Z kolei chcemy zebrać 4 mld zł

Grzegorz Grabowski | Z prezesem Torpolu rozmawia Adam Roguski

Publikacja: 16.05.2016 06:20

Z kolei chcemy zebrać 4 mld zł

Foto: Archiwum

Jak wyglądają perspektywy rynkowe dla Torpolu – czy Krajowy Program Kolejowy istnieje tylko teoretycznie?

Program istnieje, na pewno nie w takiej formule i ramach czasowych, jak to zakładał rynek – ale istnieje i będzie realizowany. Dopóki duże przetargi nie wystartują i nie będzie z nich księgowana sprzedaż, firmy muszą znaleźć inne źródła czerpania przychodów. Można powiedzieć, że Torpol aktywnie oczekuje na rozwiązanie się worka z dużymi przetargami kolejowymi. Mam nadzieję, że sprawy nabiorą tempa w II półroczu. Nas interesuje zbudowanie portfela rzędu 4 mld zł w latach 2017–2019 w segmencie kolejowym i tramwajowym w Polsce.

Nakłady na inwestycje infrastrukturalne w segmencie kolejowym są szacowane na 68 mld zł, część pieniędzy to fundusze unijne. Czy w związku z opóźnieniem w przetargach uda się zrealizować ten budżet?
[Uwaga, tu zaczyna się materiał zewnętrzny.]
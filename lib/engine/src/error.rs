use rdf_quarry_model::{Term, Variable};
use std::error::Error;

/// An error raised while evaluating a query.
#[derive(Debug, thiserror::Error)]
#[non_exhaustive]
pub enum EvaluationError {
    /// The deadline expired and the query did not opt into partial results.
    #[error("query evaluation exceeded its timeout")]
    Timeout,
    #[error(transparent)]
    Expression(#[from] ExpressionError),
    /// A BIND target was already bound to a different term.
    #[error("cannot extend the already bound variable {0}")]
    ExtendConflict(Variable),
    #[error(transparent)]
    Dataset(#[from] DatasetError),
    /// SERVICE patterns need an external connector this engine does not ship.
    #[error("SERVICE evaluation is not supported")]
    UnsupportedService,
}

/// An error raised while evaluating a scalar expression against a solution.
#[derive(Debug, thiserror::Error)]
#[non_exhaustive]
pub enum ExpressionError {
    #[error("the variable {0} is not bound")]
    UnboundVariable(Variable),
    #[error("{function} requires literal arguments, got {term}")]
    NonLiteralArgument { function: &'static str, term: Term },
    /// The two literals fail the string-function argument compatibility
    /// rules (mixed language tags, a language tag next to a typed literal).
    #[error("{function} cannot combine its argument literals")]
    InvalidArgumentPair { function: &'static str },
    #[error("{function} requires a numeric argument")]
    NonNumericArgument { function: &'static str },
    #[error("{function} is not defined for {term}")]
    InvalidArgument { function: &'static str, term: Term },
    #[error("{0} has no effective boolean value")]
    NoEffectiveBooleanValue(Term),
    #[error("cannot compare {0} with {1}")]
    Incomparable(Term, Term),
    #[error("arithmetic requires numeric literals")]
    NonNumericOperand,
    #[error("{function} called with the wrong number of arguments")]
    WrongArity { function: &'static str },
    #[error("division by zero")]
    DivisionByZero,
}

/// An error reported by the dataset backing the query. Kept opaque so any
/// storage can slot in behind the [`Dataset`] trait.
///
/// [`Dataset`]: crate::Dataset
#[derive(Debug, thiserror::Error)]
#[error(transparent)]
pub struct DatasetError(Box<dyn Error + Send + Sync>);

impl DatasetError {
    pub fn new(error: impl Into<Box<dyn Error + Send + Sync>>) -> Self {
        Self(error.into())
    }
}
Niestety, już teraz ryzyko kumulacji prac jest bardzo wysokie i zwiększa się z każdym miesiącem braku aktywności PKP PLK. Jak mówiłem, liczymy, że sytuacja poprawi się od II półrocza. Rozumiem potrzebę weryfikacji planów, poza tym mają zostać wprowadzone zmiany w prawie, które mają usprawnić realizację inwestycji. Nie obejdzie się bez specustawy – są sygnały, że ma to być gotowe po czerwcu. Koniecznie trzeba udrożnić proces uzyskiwania decyzji administracyjnych, które blokują prace – to głównie kwestia własności nieruchomości. Ale równocześnie należałoby skrócić okres od złożenia ofert w ramach prekwalifikacji do podpisania umowy z wyłonionym wykonawcą. Pocieszające jest to, że większość kontraktów będzie realizowana w formule „buduj" – więc o ile dokumentacja będzie przygotowana jak należy, o tyle z pracami budowlanymi będzie można ruszać – w uproszczeniu – z dnia na dzień.
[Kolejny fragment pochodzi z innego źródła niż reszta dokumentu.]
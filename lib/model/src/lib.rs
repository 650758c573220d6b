//! Data model for the RDF Quarry query engine.
//!
//! This crate owns the term types instead of re-using an RDF 1.1 library
//! model: the engine's string functions distinguish plain literals from
//! `xsd:string`-typed literals, a distinction RDF 1.1 models normalize away.

mod ordering;
mod solution;
mod term;
pub mod vocab;

pub use ordering::compare_terms;
pub use solution::Solution;
pub use term::{BlankNode, Literal, NamedNode, Term, Triple, Variable};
Co do możliwości wykorzystania pieniędzy – wartość nakładów na realizację kontraktów zostanie zweryfikowana przez rynek. Firmy są głodne przetargów, konkurencja jest duża – więc oferty nie będą zawierały wysokich marż. Poza tym rynek jest bardzo chłonny i te pieniądze będzie można spożytkować np. na rewitalizację linii.
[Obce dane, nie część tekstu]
use rdf_quarry_model::{Literal, NamedNode, Term, Variable};
use rustc_hash::FxHashSet;
use std::fmt;

/// A scalar filter expression.
///
/// Rendered in the same s-expression style as [`GraphPattern`], so optimizer
/// tests can assert on the shape of a whole plan.
///
/// [`GraphPattern`]: crate::GraphPattern
#[derive(Debug, Clone, PartialEq, Eq, Hash)]
pub enum Expression {
    NamedNode(NamedNode),
    Literal(Literal),
    Variable(Variable),
    Or(Box<Self>, Box<Self>),
    And(Box<Self>, Box<Self>),
    Not(Box<Self>),
    Equal(Box<Self>, Box<Self>),
    SameTerm(Box<Self>, Box<Self>),
    Greater(Box<Self>, Box<Self>),
    GreaterOrEqual(Box<Self>, Box<Self>),
    Less(Box<Self>, Box<Self>),
    LessOrEqual(Box<Self>, Box<Self>),
    Add(Box<Self>, Box<Self>),
    Subtract(Box<Self>, Box<Self>),
    Multiply(Box<Self>, Box<Self>),
    Divide(Box<Self>, Box<Self>),
    UnaryMinus(Box<Self>),
    Bound(Variable),
    FunctionCall(Function, Vec<Self>),
}

impl Expression {
    /// Collects every variable the expression mentions.
    pub fn variables(&self) -> FxHashSet<Variable> {
        let mut out = FxHashSet::default();
        self.add_variables(&mut out);
        out
    }

    pub(crate) fn add_variables(&self, out: &mut FxHashSet<Variable>) {
        match self {
            Self::NamedNode(_) | Self::Literal(_) => {}
            Self::Variable(v) | Self::Bound(v) => {
                out.insert(v.clone());
            }
            Self::Or(a, b)
            | Self::And(a, b)
            | Self::Equal(a, b)
            | Self::SameTerm(a, b)
            | Self::Greater(a, b)
            | Self::GreaterOrEqual(a, b)
            | Self::Less(a, b)
            | Self::LessOrEqual(a, b)
            | Self::Add(a, b)
            | Self::Subtract(a, b)
            | Self::Multiply(a, b)
            | Self::Divide(a, b) => {
                a.add_variables(out);
                b.add_variables(out);
            }
            Self::Not(inner) | Self::UnaryMinus(inner) => inner.add_variables(out),
            Self::FunctionCall(_, args) => {
                for arg in args {
                    arg.add_variables(out);
                }
            }
        }
    }

    /// Matches `?a = ?b` and `sameTerm(?a, ?b)`, the shapes the implicit
    /// join rewrite recognizes.
    pub fn as_variable_equality(&self) -> Option<(&Variable, &Variable)> {
        match self {
            Self::Equal(a, b) | Self::SameTerm(a, b) => match (a.as_ref(), b.as_ref()) {
                (Self::Variable(a), Self::Variable(b)) if a != b => Some((a, b)),
                _ => None,
            },
            _ => None,
        }
    }
}

impl From<Variable> for Expression {
    fn from(variable: Variable) -> Self {
        Self::Variable(variable)
    }
}

impl From<Term> for Expression {
    fn from(term: Term) -> Self {
        match term {
            Term::NamedNode(node) => Self::NamedNode(node),
            Term::BlankNode(node) => {
                // Blank nodes in expressions only arise from substitution and
                // behave like constants without a lexical form to print.
                Self::Literal(Literal::new(node.to_string()))
            }
            Term::Literal(literal) => Self::Literal(literal),
        }
    }
}

impl fmt::Display for Expression {
    fn fmt(&self, f: &mut fmt::Formatter<'_>) -> fmt::Result {
        fn binary(
            f: &mut fmt::Formatter<'_>,
            op: &str,
            a: &Expression,
            b: &Expression,
        ) -> fmt::Result {
            write!(f, "({op} {a} {b})")
        }
        match self {
            Self::NamedNode(node) => node.fmt(f),
            Self::Literal(literal) => literal.fmt(f),
            Self::Variable(variable) => variable.fmt(f),
            Self::Or(a, b) => binary(f, "||", a, b),
            Self::And(a, b) => binary(f, "&&", a, b),
            Self::Not(inner) => write!(f, "(! {inner})"),
            Self::Equal(a, b) => binary(f, "=", a, b),
            Self::SameTerm(a, b) => binary(f, "sameTerm", a, b),
            Self::Greater(a, b) => binary(f, ">", a, b),
            Self::GreaterOrEqual(a, b) => binary(f, ">=", a, b),
            Self::Less(a, b) => binary(f, "<", a, b),
            Self::LessOrEqual(a, b) => binary(f, "<=", a, b),
            Self::Add(a, b) => binary(f, "+", a, b),
            Self::Subtract(a, b) => binary(f, "-", a, b),
            Self::Multiply(a, b) => binary(f, "*", a, b),
            Self::Divide(a, b) => binary(f, "/", a, b),
            Self::UnaryMinus(inner) => write!(f, "(- {inner})"),
            Self::Bound(variable) => write!(f, "(bound {variable})"),
            Self::FunctionCall(function, args) => {
                write!(f, "({function}")?;
                for arg in args {
                    write!(f, " {arg}")?;
                }
                f.write_str(")")
            }
        }
    }
}

/// The built-in scalar functions the engine evaluates.
#[derive(Debug, Clone, Copy, PartialEq, Eq, Hash)]
pub enum Function {
    Str,
    Lang,
    LangMatches,
    Datatype,
    Contains,
    StrStarts,
    StrEnds,
    Concat,
    SubStr,
    StrLen,
    UCase,
    LCase,
    IsIri,
    IsBlank,
    IsLiteral,
}

impl Function {
    pub fn name(self) -> &'static str {
        match self {
            Self::Str => "str",
            Self::Lang => "lang",
            Self::LangMatches => "langMatches",
            Self::Datatype => "datatype",
            Self::Contains => "contains",
            Self::StrStarts => "strstarts",
            Self::StrEnds => "strends",
            Self::Concat => "concat",
            Self::SubStr => "substr",
            Self::StrLen => "strlen",
            Self::UCase => "ucase",
            Self::LCase => "lcase",
            Self::IsIri => "isIRI",
            Self::IsBlank => "isBlank",
            Self::IsLiteral => "isLiteral",
        }
    }
}

impl fmt::Display for Function {
    fn fmt(&self, f: &mut fmt::Formatter<'_>) -> fmt::Result {
        f.write_str(self.name())
    }
}

/// A single ORDER BY condition.
#[derive(Debug, Clone, PartialEq, Eq, Hash)]
pub enum OrderExpression {
    Asc(Expression),
    Desc(Expression),
}

impl fmt::Display for OrderExpression {
    fn fmt(&self, f: &mut fmt::Formatter<'_>) -> fmt::Result {
        match self {
            Self::Asc(e) => write!(f, "(asc {e})"),
            Self::Desc(e) => write!(f, "(desc {e})"),
        }
    }
}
Jak duże są presje na marże? Czy rentowność kontraktów może zostać zagrożona np. przez wzrost cen materiałów?

Nie ma raczej ryzyka, że w przetargach będą się pojawiać ceny dumpingowe. Ponieważ większość przetargów jest w formule „buduj", to kalkulacje ofert nie powinny być złożone, a tym samym nie powinny znacznie odbiegać od założeń zamawiającego. Obserwując oferty składane dotychczas przez firmy, można się zgodzić, że są podmioty, które tak naprawdę nie mają potencjału wykonawczego w Polsce.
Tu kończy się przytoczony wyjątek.